====== Exercise input

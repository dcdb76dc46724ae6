//! `qcr config` command - Configuration management

use clap::Subcommand;
use console::style;
use miette::{IntoDiagnostic, Result};
use std::path::{Path, PathBuf};

use crate::cli::output::print_structured;
use crate::cli::GlobalOpts;
use crate::core::{Config, ConfigSources, Project};

#[derive(Subcommand, Debug)]
pub enum ConfigCommands {
    /// Show the effective configuration after all layers are merged
    Show(ShowArgs),

    /// Show paths to configuration files
    Path,

    /// Write the built-in configuration to .qcr/config.yaml
    Init(InitArgs),
}

#[derive(clap::Args, Debug)]
pub struct ShowArgs {
    /// Show the built-in defaults instead of the merged result
    #[arg(long)]
    pub defaults: bool,
}

#[derive(clap::Args, Debug)]
pub struct InitArgs {
    /// Directory to initialize (default: current directory)
    #[arg(default_value = ".")]
    pub path: PathBuf,

    /// Overwrite an existing config
    #[arg(long)]
    pub force: bool,
}

/// Run a config subcommand
pub fn run(cmd: ConfigCommands, global: &GlobalOpts) -> Result<()> {
    match cmd {
        ConfigCommands::Show(args) => run_show(args, global),
        ConfigCommands::Path => run_path(global),
        ConfigCommands::Init(args) => run_init(args),
    }
}

fn run_show(args: ShowArgs, global: &GlobalOpts) -> Result<()> {
    if args.defaults {
        print!("{}", Config::default_yaml()?);
        return Ok(());
    }

    let config = Config::load(global.config.as_deref())?;
    if !print_structured(global.format, &config)? {
        print!("{}", serde_yml::to_string(&config).into_diagnostic()?);
    }
    Ok(())
}

fn run_path(global: &GlobalOpts) -> Result<()> {
    let sources = ConfigSources::discover(global.config.as_deref());

    println!("{}", style("Configuration layers (lowest priority first):").bold());
    println!();
    println!("  {} {}", style("Built-in:").cyan(), "defaults/config.yaml");
    print_layer("Global:", sources.global.as_deref(), "(no config directory)");
    print_layer("Project:", sources.project.as_deref(), "(no .qcr directory found)");
    print_layer("Explicit:", sources.explicit.as_deref(), "(none, use --config)");
    println!(
        "  {} QCR_TEMPLATE, QCR_INSPECTOR, QCR_APPROVER",
        style("Environment:").cyan()
    );
    Ok(())
}

fn print_layer(label: &str, path: Option<&Path>, missing: &str) {
    match path {
        Some(path) => {
            let state = if path.exists() {
                style("(exists)").green()
            } else {
                style("(not created)").dim()
            };
            println!("  {} {} {}", style(label).cyan(), path.display(), state);
        }
        None => println!("  {} {}", style(label).cyan(), style(missing).dim()),
    }
}

fn run_init(args: InitArgs) -> Result<()> {
    let project = Project::init(&args.path, args.force).map_err(|e| miette::miette!("{}", e))?;
    println!(
        "{} Wrote {}",
        style("✓").green(),
        style(project.config_path().display()).cyan()
    );
    Ok(())
}
//! Configuration management with layered hierarchy
//!
//! Layers, lowest priority first: the built-in `defaults/config.yaml`, the
//! global user config, the project `.qcr/config.yaml`, an explicit
//! `--config` file, then `QCR_*` environment variables. A key set in a layer
//! replaces the whole value from the layers below.

use miette::Diagnostic;
use rust_embed::Embed;
use serde::{Deserialize, Serialize};
use std::collections::BTreeMap;
use std::path::{Path, PathBuf};
use thiserror::Error;
use tracing::debug;

use crate::core::Project;
use crate::report::basic_info::{DrawingRule, TemplateCellMap};
use crate::report::classify::StepKeywords;
use crate::report::defects::DefectBlock;
use crate::report::layout::{DefectGrid, Step5SubItem, StripGeometry};
use crate::report::sampling::{SamplingPlanError, SamplingPlanTable, SamplingRange, SamplingRows};
use crate::report::text::{Captions, TextError, TextTemplates};
use crate::sheet::{BorderSpec, FontSpec};
use crate::yaml::{self, YamlError};

#[derive(Embed)]
#[folder = "defaults/"]
struct EmbeddedDefaults;

const DEFAULT_CONFIG_FILE: &str = "config.yaml";

#[derive(Debug, Error, Diagnostic)]
pub enum ConfigError {
    #[error("Built-in configuration is missing or not UTF-8")]
    #[diagnostic(code(qcr::config::builtin))]
    MissingDefaults,

    #[error(transparent)]
    #[diagnostic(transparent)]
    Yaml(#[from] YamlError),

    #[error("Invalid sampling plan in configuration: {0}")]
    #[diagnostic(
        code(qcr::config::sampling_plan),
        help("Bands must start at 151, follow each other without gaps and end with an open band")
    )]
    SamplingPlan(#[from] SamplingPlanError),

    #[error("Invalid text template in configuration: {0}")]
    #[diagnostic(code(qcr::config::template))]
    Text(#[from] TextError),
}

/// Sheet names in the template
#[derive(Debug, Clone, PartialEq, Eq, Serialize, Deserialize)]
pub struct SheetNames {
    pub main: String,
    /// Tera template rendered with `po_number`
    pub reference_pictures: String,
}

/// Effective configuration
#[derive(Debug, Clone, Serialize, Deserialize)]
#[serde(deny_unknown_fields)]
pub struct Config {
    /// Template used when none is given on the command line
    #[serde(default, skip_serializing_if = "Option::is_none")]
    pub template: Option<PathBuf>,

    /// Default inspector name
    #[serde(default, skip_serializing_if = "Option::is_none")]
    pub inspector: Option<String>,

    /// Default approver name
    #[serde(default, skip_serializing_if = "Option::is_none")]
    pub approver: Option<String>,

    /// Default customer name
    #[serde(default, skip_serializing_if = "Option::is_none")]
    pub customer: Option<String>,

    /// chrono format for dates filled in automatically
    pub date_format: String,

    pub sheets: SheetNames,
    pub drawing_rules: Vec<DrawingRule>,
    pub defect_words: Vec<String>,
    pub defect_file_prefix: String,
    pub sku_options: Vec<String>,
    pub model_prefixes: Vec<String>,
    pub step_keywords: Vec<StepKeywords>,
    pub sampling_plan: Vec<SamplingRange>,

    #[serde(default)]
    pub sampling_rows: SamplingRows,

    #[serde(default)]
    pub cells: TemplateCellMap,

    #[serde(default)]
    pub defect_block: DefectBlock,

    pub captions: Captions,
    pub step_text: BTreeMap<String, String>,
    pub step5_sub_items: Vec<Step5SubItem>,
    pub font: FontSpec,
    pub border: BorderSpec,
    pub image: StripGeometry,
    pub defect_image: DefectGrid,
    pub highlight_font: FontSpec,
}

/// One configuration file; every key optional
#[derive(Debug, Clone, Default, Deserialize)]
#[serde(default, deny_unknown_fields)]
pub struct ConfigLayer {
    pub template: Option<PathBuf>,
    pub inspector: Option<String>,
    pub approver: Option<String>,
    pub customer: Option<String>,
    pub date_format: Option<String>,
    pub sheets: Option<SheetNames>,
    pub drawing_rules: Option<Vec<DrawingRule>>,
    pub defect_words: Option<Vec<String>>,
    pub defect_file_prefix: Option<String>,
    pub sku_options: Option<Vec<String>>,
    pub model_prefixes: Option<Vec<String>>,
    pub step_keywords: Option<Vec<StepKeywords>>,
    pub sampling_plan: Option<Vec<SamplingRange>>,
    pub sampling_rows: Option<SamplingRows>,
    pub cells: Option<TemplateCellMap>,
    pub defect_block: Option<DefectBlock>,
    pub captions: Option<Captions>,
    pub step_text: Option<BTreeMap<String, String>>,
    pub step5_sub_items: Option<Vec<Step5SubItem>>,
    pub font: Option<FontSpec>,
    pub border: Option<BorderSpec>,
    pub image: Option<StripGeometry>,
    pub defect_image: Option<DefectGrid>,
    pub highlight_font: Option<FontSpec>,
}

impl ConfigLayer {
    pub fn from_file(path: &Path) -> Result<Self, ConfigError> {
        Ok(yaml::parse_yaml_file(path)?)
    }
}

/// Where each configuration layer comes from
#[derive(Debug, Clone, Default)]
pub struct ConfigSources {
    pub global: Option<PathBuf>,
    pub project: Option<PathBuf>,
    pub explicit: Option<PathBuf>,
}

impl ConfigSources {
    /// Standard locations relative to the current directory
    pub fn discover(explicit: Option<&Path>) -> Self {
        Self {
            global: Config::global_config_path(),
            project: Project::discover()
                .ok()
                .map(|p| p.config_path()),
            explicit: explicit.map(Path::to_path_buf),
        }
    }

    /// Files that exist, lowest priority first
    pub fn existing(&self) -> Vec<&Path> {
        let mut files: Vec<&Path> = [&self.global, &self.project]
            .into_iter()
            .flatten()
            .map(PathBuf::as_path)
            .filter(|p| p.is_file())
            .collect();
        // An explicit file must exist; reading it reports the error.
        if let Some(explicit) = &self.explicit {
            files.push(explicit);
        }
        files
    }
}

impl Config {
    /// Raw text of the built-in configuration
    pub fn default_yaml() -> Result<String, ConfigError> {
        let file = EmbeddedDefaults::get(DEFAULT_CONFIG_FILE).ok_or(ConfigError::MissingDefaults)?;
        String::from_utf8(file.data.into_owned()).map_err(|_| ConfigError::MissingDefaults)
    }

    /// The built-in configuration alone
    pub fn builtin() -> Result<Self, ConfigError> {
        let source = Self::default_yaml()?;
        Ok(yaml::parse_yaml_str(&source, "defaults/config.yaml")?)
    }

    /// Load configuration from all sources, merging in priority order
    pub fn load(explicit: Option<&Path>) -> Result<Self, ConfigError> {
        Self::load_from(&ConfigSources::discover(explicit), |key| std::env::var(key).ok())
    }

    /// Load from the given sources with an injectable environment
    pub fn load_from(
        sources: &ConfigSources,
        env: impl Fn(&str) -> Option<String>,
    ) -> Result<Self, ConfigError> {
        let mut config = Self::builtin()?;

        for path in sources.existing() {
            debug!(path = %path.display(), "loading config layer");
            config.merge(ConfigLayer::from_file(path)?);
        }

        if let Some(template) = env("QCR_TEMPLATE") {
            config.template = Some(PathBuf::from(template));
        }
        if let Some(inspector) = env("QCR_INSPECTOR") {
            config.inspector = Some(inspector);
        }
        if let Some(approver) = env("QCR_APPROVER") {
            config.approver = Some(approver);
        }

        config.validate()?;
        Ok(config)
    }

    /// Get the path to the global config file
    pub fn global_config_path() -> Option<PathBuf> {
        directories::ProjectDirs::from("", "", "qcr")
            .map(|dirs| dirs.config_dir().join(DEFAULT_CONFIG_FILE))
    }

    /// Merge a layer into this config (the layer takes precedence)
    pub fn merge(&mut self, layer: ConfigLayer) {
        macro_rules! replace {
            ($($field:ident),+ $(,)?) => {
                $(if let Some(value) = layer.$field {
                    self.$field = value;
                })+
            };
        }

        if layer.template.is_some() {
            self.template = layer.template;
        }
        if layer.inspector.is_some() {
            self.inspector = layer.inspector;
        }
        if layer.approver.is_some() {
            self.approver = layer.approver;
        }
        if layer.customer.is_some() {
            self.customer = layer.customer;
        }
        replace!(
            date_format,
            sheets,
            drawing_rules,
            defect_words,
            defect_file_prefix,
            sku_options,
            model_prefixes,
            step_keywords,
            sampling_plan,
            sampling_rows,
            cells,
            defect_block,
            captions,
            step_text,
            step5_sub_items,
            font,
            border,
            image,
            defect_image,
            highlight_font,
        );
    }

    /// Check the parts that are only usable after further processing
    pub fn validate(&self) -> Result<(), ConfigError> {
        self.sampling_table()?;
        self.caption_templates()?;
        self.step_templates()?;
        TextTemplates::new([("reference_pictures", self.sheets.reference_pictures.as_str())])?;
        Ok(())
    }

    pub fn sampling_table(&self) -> Result<SamplingPlanTable, SamplingPlanError> {
        SamplingPlanTable::new(self.sampling_plan.clone())
    }

    pub fn caption_templates(&self) -> Result<TextTemplates, TextError> {
        TextTemplates::from_captions(&self.captions)
    }

    pub fn step_templates(&self) -> Result<TextTemplates, TextError> {
        TextTemplates::from_map(&self.step_text)
    }

    /// Output file prefix: first configured model found in the SKU
    pub fn model_prefix(&self, sku: Option<&str>) -> &str {
        sku.and_then(|sku| {
            self.model_prefixes
                .iter()
                .find(|m| sku.contains(m.as_str()))
        })
        .map(String::as_str)
        .unwrap_or("MODEL")
    }
}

============

Work task: Search term "FontSpec": return each line of the data that contains it.

Output for this exercise:
use crate::sheet::{BorderSpec, FontSpec};
    pub font: FontSpec,
    pub highlight_font: FontSpec,
    pub font: Option<FontSpec>,
    pub highlight_font: Option<FontSpec>,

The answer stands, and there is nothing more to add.